SHARON LEE SCHELLENBERG and DAVID
W. RIGGLE,
UNPUBLISHED
July 16, 2009
Plaintiffs,
v
No. 280872
Leelanau Circuit Court
LC No. 04-006692-CH
LEELANAU CIRCUIT JUDGE,
Defendant,
and
BINGHAM TOWNSHIP, ALAN R.
WEVERSTAD, MICHELE A. WEVERSTAD, and
CLARK & LYNN, LLC,
Intervenors.
Before: Wilder, P.J., and Meter and Servitto, JJ.
PER CURIAM.
Plaintiffs filed this complaint for a writ of superintending control directing the Leelanau
Circuit Court to reassign this case to another circuit judge and further directing that the new
judge proceed to trial on the merits of the remaining issues in this land-development case and
enter a final judgment or order disposing of all the parties and pending claims. We conclude that
a writ should not be issued in this case because plaintiffs had the ability to appeal the trial court’s
orders, and we dismiss plaintiffs’ complaint for the writ. See MCR 3.302(D)(2). This appeal has
been decided without oral argument pursuant to MCR 7.214(E).
The extraordinary power of superintending control may only be exercised when a
plaintiff has established that a clear legal duty has not been performed and that no other adequate
legal remedy exists. MCR 3.302(B); Recorder’s Court Bar Ass’n v Wayne Circuit Court, 443
Mich 110, 134; 503 NW2d 885 (1993); Shepherd Montessori Ctr Milan v Ann Arbor Twp, 259
-1-
Mich App 315, 347; 675 NW2d 271 (2003). The availability of a legal remedy by way of an
appeal precludes this Court from exercising superintending control and requires that the
complaint for superintending control be dismissed. MCR 3.302(D)(2); Shepherd Montessori,
supra at 347; Choe v Flint Charter Twp, 240 Mich App 662, 667; 615 NW2d 739 (2000). An
aggrieved party has a right to appeal a final order of a circuit court, MCR 7.203(A)(1), and may
seek leave to appeal a circuit court order that is not a final order, MCR 7.203(B)(1).
In this case, there are no remaining issues to try, and there are two final orders: one
denying plaintiffs’ request for relief, entered on August 29, 2006, for which the period to apply
for delayed appeal has expired, and the other denying attorney fees, entered on October 19, 2006.

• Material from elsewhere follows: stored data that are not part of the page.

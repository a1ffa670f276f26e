//! Keep-Alive Monitor
//!
//! DXLink expects a `KEEPALIVE` frame on channel 0 at least once per
//! negotiated keep-alive timeout in both directions. The monitor asks the
//! connection task to send one every interval and reports the connection as
//! stale once nothing has been received for longer than the timeout.

use std::sync::Arc;
use std::time::{Duration, Instant};

use parking_lot::RwLock;
use tokio::sync::mpsc;
use tokio_util::sync::CancellationToken;

/// Keep-alive timing.
#[derive(Debug, Clone)]
pub struct KeepaliveConfig {
    /// Interval between outbound keep-alive frames.
    pub interval: Duration,
    /// Maximum silence from the server before the connection is stale.
    pub timeout: Duration,
}

impl Default for KeepaliveConfig {
    fn default() -> Self {
        Self {
            interval: Duration::from_secs(30),
            timeout: Duration::from_secs(60),
        }
    }
}

impl KeepaliveConfig {
    /// Custom timing.
    #[must_use]
    pub const fn new(interval: Duration, timeout: Duration) -> Self {
        Self { interval, timeout }
    }

    /// Timeout in whole seconds as advertised in the SETUP frame.
    #[must_use]
    pub fn timeout_secs(&self) -> u64 {
        self.timeout.as_secs().max(1)
    }
}

/// Events emitted by the monitor.
#[derive(Debug, Clone, Copy, PartialEq, Eq)]
pub enum KeepaliveEvent {
    /// Send a `KEEPALIVE` frame.
    SendKeepalive,
    /// Nothing received within the timeout.
    Timeout,
}

/// Inbound activity shared between the reader and the monitor.
#[derive(Debug)]
pub struct KeepaliveState {
    last_inbound: RwLock<Instant>,
}

impl Default for KeepaliveState {
    fn default() -> Self {
        Self::new()
    }
}

impl KeepaliveState {
    /// State with the clock starting now.
    #[must_use]
    pub fn new() -> Self {
        Self {
            last_inbound: RwLock::new(Instant::now()),
        }
    }

    /// Record that a frame arrived.
    pub fn record_inbound(&self) {
        *self.last_inbound.write() = Instant::now();
    }

    /// Time since the last inbound frame.
    #[must_use]
    pub fn silence(&self) -> Duration {
        self.last_inbound.read().elapsed()
    }
}

/// Periodic keep-alive driver for one connection.
pub struct KeepaliveMonitor {
    config: KeepaliveConfig,
    state: Arc<KeepaliveState>,
    event_tx: mpsc::Sender<KeepaliveEvent>,
    cancel: CancellationToken,
}

impl KeepaliveMonitor {
    /// Create a monitor.
    #[must_use]
    pub const fn new(
        config: KeepaliveConfig,
        state: Arc<KeepaliveState>,
        event_tx: mpsc::Sender<KeepaliveEvent>,
        cancel: CancellationToken,
    ) -> Self {
        Self {
            config,
            state,
            event_tx,
            cancel,
        }
    }

    /// Run until cancelled, the receiver drops, or a timeout is reported.
    pub async fn run(self) {
        let mut interval = tokio::time::interval(self.config.interval);
        interval.set_missed_tick_behavior(tokio::time::MissedTickBehavior::Skip);
        // first tick completes immediately
        interval.tick().await;

        loop {
            tokio::select! {
                () = self.cancel.cancelled() => {
                    tracing::debug!("Keep-alive monitor cancelled");
                    break;
                }
                _ = interval.tick() => {
                    if !self.tick().await {
                        break;
                    }
                }
            }
        }
    }

    async fn tick(&self) -> bool {
        let silence = self.state.silence();
        if silence > self.config.timeout {
            tracing::warn!(
                silence_secs = silence.as_secs(),
                timeout_secs = self.config.timeout.as_secs(),
                "Keep-alive timeout detected"
            );
            let _ = self.event_tx.send(KeepaliveEvent::Timeout).await;
            return false;
        }

        if self.event_tx.send(KeepaliveEvent::SendKeepalive).await.is_err() {
            tracing::debug!("Event channel closed, stopping keep-alive monitor");
            return false;
        }
        true
    }
}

The trial court heard plaintiffs’ “motion to impose mandated relief” on July 31, 2006. The
transcript of that hearing clearly indicates that the trial court was resolving the merits of
plaintiffs’ underlying suit and that no further remedy was available at that time; thus, a final
order resulted. MCR 7.202(6); Rooyakker & Sitz, PLLC v Plante & Moran, PLLC, 276 Mich
App 146, 148 n 1; 742 NW2d 409 (2007). The trial court noted that no development had yet
occurred and that development might never occur. Concluding the issue, the trial court indicated
that the result of the pending permit application would involve new facts, “so bring it on when
the time comes.” The trial court adjourned only the attorney-fee issue. The August 29, 2006,
order was not appealed.
The trial court heard plaintiffs’ attorney-fee motion on September 25, 2006, and in an
order entered October 19, 2006, denied it.1 Plaintiffs assert that the attorney fee order was not a
final order, and treat the absence of “resolving all claims” language as controlling. It is not.
Whether an order contains language required by MCR 2.602(A)(3) declaring that the order
disposes of the last pending claim and closes the case is not determinative. It is not the form of
the order that renders it a final order, but the effect of the order. If the order finally disposes of
the subject matter in controversy, then it is a final judgment. See Faircloth v Family
Independence Agency, 232 Mich App 391, 400-401; 591 NW2d 314 (1998) (the trial court’s
certification of an order as a final judgment does not resolve whether the order is actually final).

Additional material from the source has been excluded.